通勤電車や病院待合室のお供にお薦めのユーモアミステリ

かつて、もうずいぶん昔の話ですが、OL時代に片道2時間をかけて通勤していました。始発駅から乗るので、座席を確保することはできるものの、ぎゅうぎゅう詰めの車内は、もうそれだけで圧迫感のある息苦しいような空間でした。

そんな時に頼りになるのが、面白い本。時間を忘れて、先へ先へとページをめくりたくなるような、そんな本をいつも探していたような気がします。間違えても純文学的な、人生を考える本であってはいけません。もっと痛快で、爽快で、一瞬自分がどこにいるのかを忘れてしまえるような、抜群の吸引力を持っている本。

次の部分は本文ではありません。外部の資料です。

//! # Order Client
//!
//! Placing an order and moving it along. Payment settlement and the feed
//! entries happen inside the order actor's hooks, so a successful call here
//! means the notifications are already posted.

use crate::model::{Order, OrderCreate, OrderId, OrderStatus};
use crate::order_actor::{OrderAction, OrderActionResult, OrderError};
use actor_framework::{ActorClient, FrameworkError, ResourceClient};
use async_trait::async_trait;
use tracing::{debug, info, instrument};

#[derive(Clone)]
pub struct OrderClient {
    inner: ResourceClient<Order>,
}

#[async_trait]
impl ActorClient<Order> for OrderClient {
    type Error = OrderError;

    fn inner(&self) -> &ResourceClient<Order> {
        &self.inner
    }

    fn map_error(e: FrameworkError) -> Self::Error {
        match e.into_entity_error::<OrderError>() {
            Ok(e) => e,
            Err(FrameworkError::NotFound(id)) => OrderError::NotFound(id),
            Err(FrameworkError::Conflict(id)) => OrderError::DuplicateId(id),
            Err(e) => OrderError::ActorCommunicationError(e.to_string()),
        }
    }
}

impl OrderClient {
    pub fn new(inner: ResourceClient<Order>) -> Self {
        Self { inner }
    }

    #[instrument(skip(self, params), fields(total = params.total))]
    pub async fn place_order(&self, params: OrderCreate) -> Result<OrderId, OrderError> {
        debug!("Sending request");
        let id = self.inner.create(params).await.map_err(Self::map_error)?;
        info!(order = %id, "Order placed");
        Ok(id)
    }

    async fn advance(&self, id: OrderId, action: OrderAction) -> Result<OrderStatus, OrderError> {
        match self.inner.perform_action(id, action).await {
            Ok(OrderActionResult::Advanced { to, .. }) => Ok(to),
            Err(e) => Err(Self::map_error(e)),
        }
    }

    #[instrument(skip(self))]
    pub async fn start_preparing(&self, id: OrderId) -> Result<OrderStatus, OrderError> {
        self.advance(id, OrderAction::StartPreparing).await
    }

    /// Also posts the "ready for pickup" entry to the feed.
    ///
    /// # Errors
    /// [`OrderError::NotFound`] for an unknown id; nothing is posted then.
    #[instrument(skip(self))]
    pub async fn mark_ready(&self, id: OrderId) -> Result<OrderStatus, OrderError> {
        self.advance(id, OrderAction::MarkReady).await
    }

    #[instrument(skip(self))]
    pub async fn mark_picked_up(&self, id: OrderId) -> Result<OrderStatus, OrderError> {
        self.advance(id, OrderAction::MarkPickedUp).await
    }

    /// Orders not yet picked up, oldest first.
    pub async fn active_orders(&self) -> Result<Vec<Order>, OrderError> {
        let mut orders: Vec<Order> = self
            .list()
            .await?
            .into_iter()
            .filter(|order| order.status.is_active())
            .collect();
        orders.sort_by_key(|order| order.placed_at);
        Ok(orders)
    }
}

東川篤哉さんの「謎解きはディナーのあとで」は、出来ることならその頃の自分に手渡してあげたいような本です。6つの短編からなる本作は、短いがゆえに気軽に読み始めることができます。推理に関してはやや作りが粗いようにも感じますが、短いページ数の中に事件と謎解きがしっかりと詰め込まれていることを考えれば、十分及第点でしょう。

そうして何より全編に漂うユーモアのセンス。

主人公であるお嬢様刑事の宝生麗子と、確信犯的天然キャラの執事影山。この二人の軽妙なやりとりが作品全体を楽しい雰囲気に仕立てています。作品に厚みがないという意見もあるようですが、それでこそのユーモアミステリだと思いますし、安定感のある東川さんの文体は、安心して読むことができます。

ただ、ひとつ難を言うならば。

わざわざ単行本で読まなくてもいいかな、というところでしょうか。軽妙さこそが命のこの作品。通勤電車に最高であるからこそ、文庫という形態のほうがふさわしいように感じました。これから買おうかどうしようか迷っている方は、文庫が出るのを待ってからでも遅くはないかもしれません。